(WHAT YOU HAVE TO DO): If a line in the entries contains the string "StudentRecord", include that line in your answer.

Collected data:
——————

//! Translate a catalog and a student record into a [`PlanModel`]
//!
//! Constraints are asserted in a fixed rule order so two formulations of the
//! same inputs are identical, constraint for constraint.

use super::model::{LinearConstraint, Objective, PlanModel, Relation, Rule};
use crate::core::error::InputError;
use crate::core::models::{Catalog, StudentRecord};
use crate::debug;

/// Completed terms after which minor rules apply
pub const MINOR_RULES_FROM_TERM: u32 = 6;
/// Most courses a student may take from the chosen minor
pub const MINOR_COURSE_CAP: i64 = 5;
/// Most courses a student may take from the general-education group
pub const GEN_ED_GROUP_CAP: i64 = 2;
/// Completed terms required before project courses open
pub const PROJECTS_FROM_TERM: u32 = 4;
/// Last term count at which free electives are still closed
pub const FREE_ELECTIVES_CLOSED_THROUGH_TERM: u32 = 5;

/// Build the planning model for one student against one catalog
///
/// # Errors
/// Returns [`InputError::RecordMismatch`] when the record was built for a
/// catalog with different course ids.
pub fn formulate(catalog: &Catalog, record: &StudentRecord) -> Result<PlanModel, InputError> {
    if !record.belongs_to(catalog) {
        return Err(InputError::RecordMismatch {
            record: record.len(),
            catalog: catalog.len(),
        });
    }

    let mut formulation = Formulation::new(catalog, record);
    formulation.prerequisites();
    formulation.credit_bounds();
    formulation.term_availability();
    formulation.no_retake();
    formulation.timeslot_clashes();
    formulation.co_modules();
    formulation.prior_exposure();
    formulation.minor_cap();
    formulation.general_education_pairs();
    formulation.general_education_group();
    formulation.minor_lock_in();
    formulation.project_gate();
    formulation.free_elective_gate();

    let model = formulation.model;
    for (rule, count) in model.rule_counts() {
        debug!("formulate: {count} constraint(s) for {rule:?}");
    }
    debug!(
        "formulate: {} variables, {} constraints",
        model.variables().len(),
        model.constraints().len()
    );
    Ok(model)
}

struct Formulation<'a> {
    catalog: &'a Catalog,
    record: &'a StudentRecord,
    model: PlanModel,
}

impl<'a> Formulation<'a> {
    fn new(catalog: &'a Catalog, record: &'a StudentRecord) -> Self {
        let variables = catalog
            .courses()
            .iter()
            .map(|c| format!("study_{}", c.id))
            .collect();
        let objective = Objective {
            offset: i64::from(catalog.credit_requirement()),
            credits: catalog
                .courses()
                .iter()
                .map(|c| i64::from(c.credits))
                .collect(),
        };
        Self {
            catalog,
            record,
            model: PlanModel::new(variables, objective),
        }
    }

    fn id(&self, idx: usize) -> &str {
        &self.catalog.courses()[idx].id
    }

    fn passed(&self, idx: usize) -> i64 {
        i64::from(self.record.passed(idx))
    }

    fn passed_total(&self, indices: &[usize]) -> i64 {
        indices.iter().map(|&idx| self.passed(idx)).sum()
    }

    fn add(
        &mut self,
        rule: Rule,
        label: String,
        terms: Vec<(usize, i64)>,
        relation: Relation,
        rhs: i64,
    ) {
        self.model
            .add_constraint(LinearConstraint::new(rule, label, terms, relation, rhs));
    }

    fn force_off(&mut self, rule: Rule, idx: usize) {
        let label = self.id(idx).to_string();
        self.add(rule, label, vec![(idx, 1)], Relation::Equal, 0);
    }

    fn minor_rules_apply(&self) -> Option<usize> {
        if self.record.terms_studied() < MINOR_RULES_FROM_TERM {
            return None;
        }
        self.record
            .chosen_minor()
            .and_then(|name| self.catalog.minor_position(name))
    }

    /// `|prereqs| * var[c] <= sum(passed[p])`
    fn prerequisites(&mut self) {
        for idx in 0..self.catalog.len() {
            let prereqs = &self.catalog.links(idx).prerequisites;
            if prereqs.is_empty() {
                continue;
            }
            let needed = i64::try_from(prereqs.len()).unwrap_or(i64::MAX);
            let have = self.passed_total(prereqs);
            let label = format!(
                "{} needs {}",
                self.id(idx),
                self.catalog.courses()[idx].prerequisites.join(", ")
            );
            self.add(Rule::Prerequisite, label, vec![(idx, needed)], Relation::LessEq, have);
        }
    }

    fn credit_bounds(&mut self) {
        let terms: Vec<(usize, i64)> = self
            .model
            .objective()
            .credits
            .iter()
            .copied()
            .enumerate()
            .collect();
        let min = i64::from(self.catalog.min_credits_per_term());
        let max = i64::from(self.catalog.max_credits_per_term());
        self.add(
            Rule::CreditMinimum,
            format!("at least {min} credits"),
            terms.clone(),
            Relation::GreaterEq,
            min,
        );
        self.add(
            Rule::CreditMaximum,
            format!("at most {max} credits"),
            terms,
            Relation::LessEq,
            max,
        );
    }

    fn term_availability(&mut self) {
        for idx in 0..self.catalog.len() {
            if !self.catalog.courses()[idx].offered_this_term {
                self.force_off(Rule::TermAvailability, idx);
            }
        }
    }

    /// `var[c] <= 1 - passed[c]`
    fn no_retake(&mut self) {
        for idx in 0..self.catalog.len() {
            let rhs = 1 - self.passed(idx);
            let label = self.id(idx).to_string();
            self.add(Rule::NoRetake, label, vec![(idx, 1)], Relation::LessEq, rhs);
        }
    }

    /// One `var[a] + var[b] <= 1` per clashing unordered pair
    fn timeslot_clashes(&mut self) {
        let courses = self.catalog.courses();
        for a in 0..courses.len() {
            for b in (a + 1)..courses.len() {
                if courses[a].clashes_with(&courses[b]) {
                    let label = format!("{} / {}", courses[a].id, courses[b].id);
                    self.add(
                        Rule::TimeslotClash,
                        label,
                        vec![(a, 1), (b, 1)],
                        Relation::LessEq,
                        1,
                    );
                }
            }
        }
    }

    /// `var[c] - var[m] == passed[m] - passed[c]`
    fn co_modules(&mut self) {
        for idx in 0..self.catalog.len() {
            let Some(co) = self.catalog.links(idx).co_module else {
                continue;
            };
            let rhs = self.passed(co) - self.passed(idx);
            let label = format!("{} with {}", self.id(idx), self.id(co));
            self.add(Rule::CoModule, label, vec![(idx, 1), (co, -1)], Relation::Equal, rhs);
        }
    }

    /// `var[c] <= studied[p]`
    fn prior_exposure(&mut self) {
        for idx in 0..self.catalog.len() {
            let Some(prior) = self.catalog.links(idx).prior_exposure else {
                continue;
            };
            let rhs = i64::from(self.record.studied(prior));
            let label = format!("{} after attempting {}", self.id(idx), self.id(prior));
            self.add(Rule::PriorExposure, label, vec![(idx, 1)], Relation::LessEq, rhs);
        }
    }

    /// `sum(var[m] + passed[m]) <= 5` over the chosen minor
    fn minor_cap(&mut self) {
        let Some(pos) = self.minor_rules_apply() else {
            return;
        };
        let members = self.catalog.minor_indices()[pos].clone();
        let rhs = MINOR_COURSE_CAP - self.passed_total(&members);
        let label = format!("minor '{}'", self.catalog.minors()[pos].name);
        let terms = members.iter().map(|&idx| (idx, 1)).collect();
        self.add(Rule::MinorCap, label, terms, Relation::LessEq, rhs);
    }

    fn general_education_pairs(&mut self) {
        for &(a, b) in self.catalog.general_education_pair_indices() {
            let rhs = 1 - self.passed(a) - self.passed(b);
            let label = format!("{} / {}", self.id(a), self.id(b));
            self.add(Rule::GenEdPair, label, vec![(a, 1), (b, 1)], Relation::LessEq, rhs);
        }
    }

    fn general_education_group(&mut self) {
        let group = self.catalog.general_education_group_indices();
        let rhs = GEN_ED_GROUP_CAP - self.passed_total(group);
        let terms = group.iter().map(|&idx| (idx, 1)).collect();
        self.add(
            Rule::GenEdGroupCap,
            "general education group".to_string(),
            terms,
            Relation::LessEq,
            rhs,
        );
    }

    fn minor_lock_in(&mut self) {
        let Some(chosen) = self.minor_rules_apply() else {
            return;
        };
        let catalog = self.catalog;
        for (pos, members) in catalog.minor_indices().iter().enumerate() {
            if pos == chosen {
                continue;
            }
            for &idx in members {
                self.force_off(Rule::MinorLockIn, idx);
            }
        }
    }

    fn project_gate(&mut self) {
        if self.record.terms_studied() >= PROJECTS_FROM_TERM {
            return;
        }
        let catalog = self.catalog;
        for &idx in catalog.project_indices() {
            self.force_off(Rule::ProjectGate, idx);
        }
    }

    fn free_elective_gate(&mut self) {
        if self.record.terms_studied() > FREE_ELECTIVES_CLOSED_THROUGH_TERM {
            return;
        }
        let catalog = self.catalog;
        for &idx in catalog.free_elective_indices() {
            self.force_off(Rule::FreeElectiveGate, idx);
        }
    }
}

——————

(RESPONSE TO THE TASK):
use crate::core::models::{Catalog, StudentRecord};
pub fn formulate(catalog: &Catalog, record: &StudentRecord) -> Result<PlanModel, InputError> {
    record: &'a StudentRecord,
    fn new(catalog: &'a Catalog, record: &'a StudentRecord) -> Self {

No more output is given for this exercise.